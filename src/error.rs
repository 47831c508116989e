//! # Error Handling
//!
//! This module defines the centralized error handling mechanism for the
//! `sourcelink` library. It uses the `thiserror` library to create a
//! comprehensive `Error` enum covering every anticipated failure mode of
//! reference resolution and module dependency resolution, providing clear
//! and descriptive error messages.
//!
//! ## Key Components
//!
//! - **`Error`**: The main enum that represents all possible errors. Each
//!   variant corresponds to a specific type of failure and includes
//!   contextual information (the offending reference, the repository URL and
//!   ref, the missing subdirectory) to aid in debugging.
//!
//! - **`Result<T>`**: A type alias for `std::result::Result<T, Error>`, used
//!   throughout the library to simplify function signatures.
//!
//! The taxonomy distinguishes the cases a caller must tell apart:
//!
//! - Parse errors (the reference or manifest text matches no supported
//!   grammar): fatal to that single resolution, carry the offending string.
//! - Unreachable sources (network/VCS failure reaching the origin): wrapped
//!   with repository/ref context and remediation hints.
//! - Missing subtrees (a requested subdirectory absent from fetched
//!   content): carry repo/ref/subdirectory plus the resolved top-level path.
//! - Cache and filesystem failures.
//!
//! Existing cache entries are never validated; corruption detection is out
//! of scope.

use std::path::PathBuf;

use thiserror::Error;

/// Main error type for sourcelink operations
#[derive(Error, Debug)]
pub enum Error {
    /// A reference string did not match any supported grammar.
    ///
    /// Includes the offending reference and optionally a hint naming the
    /// expected grammar.
    #[error("Reference parse error for '{reference}': {message}{}", hint.as_ref().map(|h| format!("\n  hint: {}", h)).unwrap_or_default())]
    ReferenceParse {
        reference: String,
        message: String,
        /// Optional hint naming the expected grammar
        hint: Option<String>,
    },

    /// An error occurred while parsing a module manifest.
    #[error("Manifest parse error for {path}: {message}")]
    ManifestParse { path: String, message: String },

    /// An error occurred while cloning a Git repository.
    ///
    /// Includes the repository URL, ref (branch/tag), error message, and an
    /// optional hint for resolution.
    #[error("Git clone error for {url}@{r#ref}: {message}{}", hint.as_ref().map(|h| format!("\n  hint: {}", h)).unwrap_or_default())]
    GitClone {
        url: String,
        r#ref: String,
        message: String,
        /// Optional hint for how to resolve the clone issue
        hint: Option<String>,
    },

    /// An error occurred while executing a Git command.
    #[error("Git command failed for {url}: {command} - {stderr}")]
    GitCommand {
        command: String,
        url: String,
        stderr: String,
    },

    /// A requested subdirectory was absent from the fetched content.
    ///
    /// Carries the resolved top-level path so the caller can inspect what
    /// the fetch actually produced.
    #[error("Subdirectory '{subdirectory}' not found in {url}@{r#ref} (resolved root: {resolved_root})")]
    MissingSubdirectory {
        url: String,
        r#ref: String,
        subdirectory: String,
        resolved_root: String,
    },

    /// A locally referenced path does not exist.
    #[error("Path does not exist: {}", path.display())]
    PathNotFound { path: PathBuf },

    /// An error occurred with a cache operation.
    #[error("Cache operation error: {message}")]
    Cache { message: String },

    /// An error occurred during a network operation.
    #[error("Network operation error: {url} - {message}")]
    Network { url: String, message: String },

    /// A URL scheme no backend knows how to fetch.
    #[error("Unsupported source scheme '{scheme}' in {url}")]
    UnsupportedScheme { scheme: String, url: String },

    /// An I/O error, wrapped from `std::io::Error`.
    #[error("I/O error: {0}")]
    Io(#[from] std::io::Error),

    /// A YAML parsing error, wrapped from `serde_yaml::Error`.
    #[error("YAML parsing error: {0}")]
    Yaml(#[from] serde_yaml::Error),

    /// A URL parsing error, wrapped from `url::ParseError`.
    #[error("URL parsing error: {0}")]
    UrlParse(#[from] url::ParseError),

    /// An HTTP client error, wrapped from `reqwest::Error`.
    #[error("HTTP error: {0}")]
    Http(#[from] reqwest::Error),
}

/// A convenient type alias for `Result<T, Error>`.
pub type Result<T> = std::result::Result<T, Error>;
§ §
--- Exercise requirements ---
Each line of the records, from the opening one through the line holding "to create a", should be restated word for word, with nothing else in the answer.

--- Answer space ---
filename src/error.rs
repository 47831c508116989e
//! # Error Handling
//!
//! This module defines the centralized error handling mechanism for the
//! `sourcelink` library. It uses the `thiserror` library to create a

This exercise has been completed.